### [What to do]
A faithful copy is needed. Set down all of the data below exactly.
== The data ==
//! The panel's JSON envelopes.
//!
//! Every application API payload is wrapped either as a single resource,
//! `{"object": "user", "attributes": {...}}`, or as a collection,
//! `{"object": "list", "data": [{"object": "user", "attributes": {...}}, ...]}`.
//! The decoders here unwrap those shapes generically; the `object`
//! discriminator is carried but not checked.

use serde::de::DeserializeOwned;
use serde::{Deserialize, Serialize};

use crate::error::{ApiError, Result};

/// A single resource wrapper.
#[derive(Debug, Clone, PartialEq, Eq, Serialize, Deserialize)]
pub struct Envelope<T> {
    pub object: String,
    pub attributes: T,
}

impl<T> Envelope<T> {
    pub fn new(object: impl Into<String>, attributes: T) -> Self {
        Self {
            object: object.into(),
            attributes,
        }
    }
}

/// A collection wrapper. Element order is the panel's and is kept as is.
///
/// List responses also carry a `meta.pagination` member; it is ignored.
#[derive(Debug, Clone, PartialEq, Eq, Serialize, Deserialize)]
pub struct ListEnvelope<T> {
    pub object: String,
    pub data: Vec<Envelope<T>>,
}

impl<T> ListEnvelope<T> {
    pub fn into_attributes(self) -> Vec<T> {
        self.data.into_iter().map(|e| e.attributes).collect()
    }
}

/// Decode `{object, attributes: T}` and return the attributes.
pub fn decode_single<T: DeserializeOwned>(bytes: &[u8]) -> Result<T> {
    let envelope: Envelope<T> = serde_json::from_slice(bytes).map_err(ApiError::Decode)?;
    Ok(envelope.attributes)
}

/// Decode `{object, data: [{object, attributes: T}]}` into the attributes, in order.
///
/// A single malformed element fails the whole decode.
pub fn decode_list<T: DeserializeOwned>(bytes: &[u8]) -> Result<Vec<T>> {
    let envelope: ListEnvelope<T> = serde_json::from_slice(bytes).map_err(ApiError::Decode)?;
    Ok(envelope.into_attributes())
}

/// Wrap `value` in a single-resource envelope tagged `object`.
pub fn encode_single<T: Serialize>(object: &str, value: &T) -> Result<Vec<u8>> {
    serde_json::to_vec(&Envelope::new(object, value)).map_err(ApiError::Encode)
}

/// Wrap `values` in a `"list"` envelope whose elements are tagged `object`.
pub fn encode_list<T: Serialize>(object: &str, values: &[T]) -> Result<Vec<u8>> {
    let envelope = ListEnvelope {
        object: "list".to_string(),
        data: values.iter().map(|v| Envelope::new(object, v)).collect(),
    };
    serde_json::to_vec(&envelope).map_err(ApiError::Encode)
}

#[cfg(test)]
mod tests {
    use super::*;
    use crate::models::{Location, User};

    fn user(id: u32, email: &str) -> User {
        serde_json::from_value(serde_json::json!({
            "id": id,
            "external_id": null,
            "uuid": "c4022c6c-9bf1-4a23-bff9-519cceb38335",
            "username": format!("user{id}"),
            "email": email,
            "first_name": "First",
            "last_name": "Last",
            "language": "en",
            "root_admin": false,
            "2fa": false,
            "created_at": "2024-01-20T10:00:00+00:00",
            "updated_at": "2024-01-21T11:30:00+00:00"
        }))
        .unwrap()
    }

    #[test]
    fn single_round_trip_returns_the_record() {
        let original = user(7, "seven@example.com");
        let bytes = encode_single("user", &original).unwrap();
        let decoded: User = decode_single(&bytes).unwrap();
        assert_eq!(decoded, original);
    }

    #[test]
    fn list_round_trip_preserves_order() {
        let users = vec![
            user(3, "c@example.com"),
            user(1, "a@example.com"),
            user(2, "b@example.com"),
        ];
        let bytes = encode_list("user", &users).unwrap();
        let decoded: Vec<User> = decode_list(&bytes).unwrap();
        assert_eq!(decoded, users);
    }

    #[test]
    fn empty_list_is_not_an_error() {
        let decoded: Vec<Location> = decode_list(br#"{"object":"list","data":[]}"#).unwrap();
        assert!(decoded.is_empty());
    }

    #[test]
    fn pagination_meta_is_ignored() {
        let body = br#"{
            "object": "list",
            "data": [{"object": "location", "attributes": {
                "id": 1, "short": "eu", "long": "Europe",
                "created_at": "2024-01-20T10:00:00+00:00",
                "updated_at": "2024-01-20T10:00:00+00:00"
            }}],
            "meta": {"pagination": {"total": 1, "count": 1, "per_page": 50,
                     "current_page": 1, "total_pages": 1, "links": {}}}
        }"#;
        let decoded: Vec<Location> = decode_list(body).unwrap();
        assert_eq!(decoded.len(), 1);
        assert_eq!(decoded[0].short, "eu");
    }

    #[test]
    fn truncated_json_is_a_decode_error() {
        let err = decode_single::<User>(br#"{"object":"user","attributes":{"id":1"#).unwrap_err();
        assert!(matches!(err, ApiError::Decode(_)));
    }

    #[test]
    fn wrong_field_type_is_a_decode_error() {
        let mut value = serde_json::to_value(Envelope::new("user", user(1, "a@example.com"))).unwrap();
        value["attributes"]["id"] = serde_json::json!("one");
        let bytes = serde_json::to_vec(&value).unwrap();
        let err = decode_single::<User>(&bytes).unwrap_err();
        assert!(matches!(err, ApiError::Decode(_)));
    }

    #[test]
    fn missing_attributes_is_a_decode_error() {
        let err = decode_single::<Location>(br#"{"object":"location"}"#).unwrap_err();
        assert!(matches!(err, ApiError::Decode(_)));
    }

    #[test]
    fn one_bad_element_fails_the_whole_list() {
        let body = br#"{"object":"list","data":[
            {"object":"location","attributes":{"id":1,"short":"eu","long":null,
              "created_at":"2024-01-20T10:00:00+00:00","updated_at":"2024-01-20T10:00:00+00:00"}},
            {"object":"location","attributes":{"id":"two"}}
        ]}"#;
        let err = decode_list::<Location>(body).unwrap_err();
        assert!(matches!(err, ApiError::Decode(_)));
    }

    #[test]
    fn empty_body_is_a_decode_error() {
        assert!(matches!(decode_single::<User>(b""), Err(ApiError::Decode(_))));
        assert!(matches!(decode_list::<User>(b""), Err(ApiError::Decode(_))));
    }
}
===
### [Solution to this task]
//! The panel's JSON envelopes.
//!
//! Every application API payload is wrapped either as a single resource,
//! `{"object": "user", "attributes": {...}}`, or as a collection,
//! `{"object": "list", "data": [{"object": "user", "attributes": {...}}, ...]}`.
//! The decoders here unwrap those shapes generically; the `object`
//! discriminator is carried but not checked.

use serde::de::DeserializeOwned;
use serde::{Deserialize, Serialize};

use crate::error::{ApiError, Result};

/// A single resource wrapper.
#[derive(Debug, Clone, PartialEq, Eq, Serialize, Deserialize)]
pub struct Envelope<T> {
    pub object: String,
    pub attributes: T,
}

impl<T> Envelope<T> {
    pub fn new(object: impl Into<String>, attributes: T) -> Self {
        Self {
            object: object.into(),
            attributes,
        }
    }
}

/// A collection wrapper. Element order is the panel's and is kept as is.
///
/// List responses also carry a `meta.pagination` member; it is ignored.
#[derive(Debug, Clone, PartialEq, Eq, Serialize, Deserialize)]
pub struct ListEnvelope<T> {
    pub object: String,
    pub data: Vec<Envelope<T>>,
}

impl<T> ListEnvelope<T> {
    pub fn into_attributes(self) -> Vec<T> {
        self.data.into_iter().map(|e| e.attributes).collect()
    }
}

/// Decode `{object, attributes: T}` and return the attributes.
pub fn decode_single<T: DeserializeOwned>(bytes: &[u8]) -> Result<T> {
    let envelope: Envelope<T> = serde_json::from_slice(bytes).map_err(ApiError::Decode)?;
    Ok(envelope.attributes)
}

/// Decode `{object, data: [{object, attributes: T}]}` into the attributes, in order.
///
/// A single malformed element fails the whole decode.
pub fn decode_list<T: DeserializeOwned>(bytes: &[u8]) -> Result<Vec<T>> {
    let envelope: ListEnvelope<T> = serde_json::from_slice(bytes).map_err(ApiError::Decode)?;
    Ok(envelope.into_attributes())
}

/// Wrap `value` in a single-resource envelope tagged `object`.
pub fn encode_single<T: Serialize>(object: &str, value: &T) -> Result<Vec<u8>> {
    serde_json::to_vec(&Envelope::new(object, value)).map_err(ApiError::Encode)
}

/// Wrap `values` in a `"list"` envelope whose elements are tagged `object`.
pub fn encode_list<T: Serialize>(object: &str, values: &[T]) -> Result<Vec<u8>> {
    let envelope = ListEnvelope {
        object: "list".to_string(),
        data: values.iter().map(|v| Envelope::new(object, v)).collect(),
    };
    serde_json::to_vec(&envelope).map_err(ApiError::Encode)
}

#[cfg(test)]
mod tests {
    use super::*;
    use crate::models::{Location, User};

    fn user(id: u32, email: &str) -> User {
        serde_json::from_value(serde_json::json!({
            "id": id,
            "external_id": null,
            "uuid": "c4022c6c-9bf1-4a23-bff9-519cceb38335",
            "username": format!("user{id}"),
            "email": email,
            "first_name": "First",
            "last_name": "Last",
            "language": "en",
            "root_admin": false,
            "2fa": false,
            "created_at": "2024-01-20T10:00:00+00:00",
            "updated_at": "2024-01-21T11:30:00+00:00"
        }))
        .unwrap()
    }

    #[test]
    fn single_round_trip_returns_the_record() {
        let original = user(7, "seven@example.com");
        let bytes = encode_single("user", &original).unwrap();
        let decoded: User = decode_single(&bytes).unwrap();
        assert_eq!(decoded, original);
    }

    #[test]
    fn list_round_trip_preserves_order() {
        let users = vec![
            user(3, "c@example.com"),
            user(1, "a@example.com"),
            user(2, "b@example.com"),
        ];
        let bytes = encode_list("user", &users).unwrap();
        let decoded: Vec<User> = decode_list(&bytes).unwrap();
        assert_eq!(decoded, users);
    }

    #[test]
    fn empty_list_is_not_an_error() {
        let decoded: Vec<Location> = decode_list(br#"{"object":"list","data":[]}"#).unwrap();
        assert!(decoded.is_empty());
    }

    #[test]
    fn pagination_meta_is_ignored() {
        let body = br#"{
            "object": "list",
            "data": [{"object": "location", "attributes": {
                "id": 1, "short": "eu", "long": "Europe",
                "created_at": "2024-01-20T10:00:00+00:00",
                "updated_at": "2024-01-20T10:00:00+00:00"
            }}],
            "meta": {"pagination": {"total": 1, "count": 1, "per_page": 50,
                     "current_page": 1, "total_pages": 1, "links": {}}}
        }"#;
        let decoded: Vec<Location> = decode_list(body).unwrap();
        assert_eq!(decoded.len(), 1);
        assert_eq!(decoded[0].short, "eu");
    }

    #[test]
    fn truncated_json_is_a_decode_error() {
        let err = decode_single::<User>(br#"{"object":"user","attributes":{"id":1"#).unwrap_err();
        assert!(matches!(err, ApiError::Decode(_)));
    }

    #[test]
    fn wrong_field_type_is_a_decode_error() {
        let mut value = serde_json::to_value(Envelope::new("user", user(1, "a@example.com"))).unwrap();
        value["attributes"]["id"] = serde_json::json!("one");
        let bytes = serde_json::to_vec(&value).unwrap();
        let err = decode_single::<User>(&bytes).unwrap_err();
        assert!(matches!(err, ApiError::Decode(_)));
    }

    #[test]
    fn missing_attributes_is_a_decode_error() {
        let err = decode_single::<Location>(br#"{"object":"location"}"#).unwrap_err();
        assert!(matches!(err, ApiError::Decode(_)));
    }

    #[test]
    fn one_bad_element_fails_the_whole_list() {
        let body = br#"{"object":"list","data":[
            {"object":"location","attributes":{"id":1,"short":"eu","long":null,
              "created_at":"2024-01-20T10:00:00+00:00","updated_at":"2024-01-20T10:00:00+00:00"}},
            {"object":"location","attributes":{"id":"two"}}
        ]}"#;
        let err = decode_list::<Location>(body).unwrap_err();
        assert!(matches!(err, ApiError::Decode(_)));
    }

    #[test]
    fn empty_body_is_a_decode_error() {
        assert!(matches!(decode_single::<User>(b""), Err(ApiError::Decode(_))));
        assert!(matches!(decode_list::<User>(b""), Err(ApiError::Decode(_))));
    }
}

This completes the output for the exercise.